Jeff Mizanskey Set Free After Serving 21 Years. His Crime? Three Pot Charges


Originally released Sept. 8, 2015.

In 1996, Jeff Mizanskey was a dead man, sentenced to life without the possibility of parole because of three felony convictions. All were for non-violent, marijuana-related offenses. 

Mizanskey's three strikes included selling a small amount of pot to a relative, possessing less than three ounces in his home, and driving a friend to a motel to buy pot from an undercover officer.

That's it. No guns, no sales to children. For those offenses, he got a life sentence.

But thanks to the efforts of his lawyer, Dan Viets, as well as the American Civil Liberties Union (ACLU) and the Missouri drug reform group Show-Me Cannabis, Gov. Jay Nixon commuted Mizanskey's sentence, which allowed him to win parole.  

Last week, Mizanskey walked out of prison, a free man for the first time in 21 years. Reason TV was on hand to cover the press conference outside the Jefferson County Correctional Center, where Mizanskey spoke of his imprisonment as "cruel and unusal," and lamented that he spent a third of his life behind bars while watching child molesters "come and go and come again and go."

Viets said that no adult should spend even one day in jail for growing marijuana or selling marijuana to other adults. Show-Me Cannabis co-founder Travis Maurer said Mizanskey's story "embodies the moral failure of the drug war…that ruins lives, fails to keep people safe, enriches cartels and costs taxpayers money."

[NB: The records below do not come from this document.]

use std::fs;
use std::path::{Path, PathBuf};

use anyhow::{Context, Result, anyhow};
use tracing::{debug, info, info_span};

use trellis_cli::expr::{parse_filter, parse_sort};
use trellis_cli::input::{apply_panel_base, read_metas, read_records_file};
use trellis_codec::{
    EncodeOptions, PANELS_DIR, PanelExtensions, display_dir, encode, write_display,
    write_display_list,
};
use trellis_ingest::{LoadedDisplay, ViewStore, app_root, load, load_named};
use trellis_model::DisplaySchema;
use trellis_query::{QueryEngine, QueryOptions};

use crate::cli::{BuildArgs, DisplayArgs, QueryArgs, StateArgs, ViewsAction};
use crate::summary::{print_build, print_inspect, print_page, print_views};

pub fn run_build(args: &BuildArgs) -> Result<()> {
    let span = info_span!("build", display = %args.name);
    let _guard = span.enter();

    let mut metas = read_metas(&args.metas)?;
    if let Some(base) = &args.panel_base {
        apply_panel_base(&mut metas, base);
    }
    let records = read_records_file(&args.data, &metas)?;
    let schema = DisplaySchema::new(&args.name, metas).with_description(&args.description);

    let dir = display_dir(&args.out, &args.name);
    let mut options = EncodeOptions::default();
    if args.strict {
        options = options.strict();
    }
    if let Some(panels) = &args.panels {
        let extensions = PanelExtensions::scan(panels)
            .with_context(|| format!("scan panels in {}", panels.display()))?;
        info!(panels = extensions.len(), "found rendered panels");
        options = options.with_panel_extensions(extensions);
        copy_panels(panels, &dir.join(PANELS_DIR))?;
    }

    let encoded = encode(&schema, &records, &options).context("encode display")?;
    write_display(&dir, &encoded).with_context(|| format!("write {}", dir.display()))?;
    let listing = write_display_list(&args.out).context("update display list")?;
    print_build(&encoded, &dir, listing.len());
    Ok(())
}

fn copy_panels(from: &Path, to: &Path) -> Result<()> {
    if from == to {
        return Ok(());
    }
    fs::create_dir_all(to).with_context(|| format!("create {}", to.display()))?;
    let entries = fs::read_dir(from).with_context(|| format!("read {}", from.display()))?;
    let mut copied = 0usize;
    for entry in entries {
        let path = entry
            .with_context(|| format!("read {}", from.display()))?
            .path();
        let Some(name) = path.file_name() else {
            continue;
        };
        if path.is_file() {
            fs::copy(&path, to.join(name))
                .with_context(|| format!("copy {}", path.display()))?;
            copied += 1;
        }
    }
    debug!(copied, dir = %to.display(), "copied panel files");
    Ok(())
}

pub fn run_inspect(args: &DisplayArgs) -> Result<()> {
    let loaded = open_display(args)?;
    print_inspect(&loaded);
    Ok(())
}

pub fn run_query(args: &QueryArgs) -> Result<()> {
    let loaded = open_display(&args.target)?;
    let view = match &args.view {
        Some(name) => Some(
            ViewStore::from_loaded(&loaded)
                .find(name)
                .ok_or_else(|| anyhow!("display has no view named '{name}'"))?,
        ),
        None => None,
    };

    let LoadedDisplay { display, .. } = loaded;
    let mut engine = QueryEngine::from_schema(&display.schema, display.records, QueryOptions::default());
    if let Some(view) = &view {
        engine.load_view(view);
    }
    apply_state(&mut engine, &args.state)?;
    if let Some(search) = &args.search {
        engine.set_search(search.as_str());
    }
    engine.set_page(args.page);
    print_page(&engine.current_page());
    Ok(())
}

pub fn run_views(action: &ViewsAction) -> Result<()> {
    match action {
        ViewsAction::List(target) => {
            let loaded = open_display(target)?;
            print_views(&ViewStore::from_loaded(&loaded).get_all());
        }
        ViewsAction::Save {
            name,
            target,
            state,
        } => {
            let loaded = open_display(target)?;
            let mut engine = QueryEngine::from_schema(
                loaded.schema(),
                Vec::new(),
                QueryOptions::default(),
            );
            apply_state(&mut engine, state)?;
            let mut store = ViewStore::from_loaded(&loaded);
            store
                .save(engine.save_view(name.as_str()))
                .with_context(|| format!("save view '{name}'"))?;
            println!("Saved view '{name}' to {}", store.path().display());
        }
        ViewsAction::Delete { index, target } => {
            let loaded = open_display(target)?;
            let mut store = ViewStore::from_loaded(&loaded);
            let deleted = store
                .delete(*index)
                .with_context(|| format!("delete view {index}"))?;
            if deleted {
                println!("Deleted view {index}");
            } else {
                println!("No view at position {index} ({} views)", store.len());
            }
        }
    }
    Ok(())
}

fn open_display(target: &DisplayArgs) -> Result<LoadedDisplay> {
    let root: PathBuf = app_root(target.root.clone());
    let loaded = match &target.display {
        Some(name) => load_named(&root, name),
        None => load(&root),
    }
    .with_context(|| format!("load display from {}", root.display()))?;
    Ok(loaded)
}

/// Apply state flags on top of whatever state the engine holds. Sort flags are
/// given in priority order, so they are pushed last-first.
fn apply_state(engine: &mut QueryEngine, state: &StateArgs) -> Result<()> {
    for expr in &state.filters {
        let entry = parse_filter(expr, engine.metas())
            .with_context(|| format!("invalid --filter '{expr}'"))?;
        engine.set_filter(entry.varname, entry.spec);
    }
    for expr in state.sorts.iter().rev() {
        let key =
            parse_sort(expr, engine.metas()).with_context(|| format!("invalid --sort '{expr}'"))?;
        engine.set_sort(key.varname, key.dir);
    }
    if state.ncol.is_some() || state.nrow.is_some() {
        engine.set_layout(state.ncol, state.nrow, None);
    }
    if let Some(labels) = &state.labels {
        engine.set_labels(labels.iter().map(String::as_str));
    }
    Ok(())
}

Mizanskey ended the press conference by saying "I'd like to go get some steak and eggs," which he did, surrounded by joyous family members and supporters at a nearby diner shortly thereafter. 

Jeff Mizanskey admits he made mistakes, but three non-violent marijuana arrests robbed him of a third of his life because Missouri's "prior and persistent offender statute" removed all sentencing discretion from judges. The law that essentially ended Mizanskey's life has been repealed, effective next January. The reform came in large part because Mizanskey's case demonstrated the inhumanity of one-size-fits-all mandatory minimum sentencing rules passed at the peak of drug war hysteria. 

According to the ACLU, more than 3,200 people in the United States continue to serve life sentences without parole for non-violent offenses. Seventy-nine percent of these are for drug-related crimes, including marijuana. 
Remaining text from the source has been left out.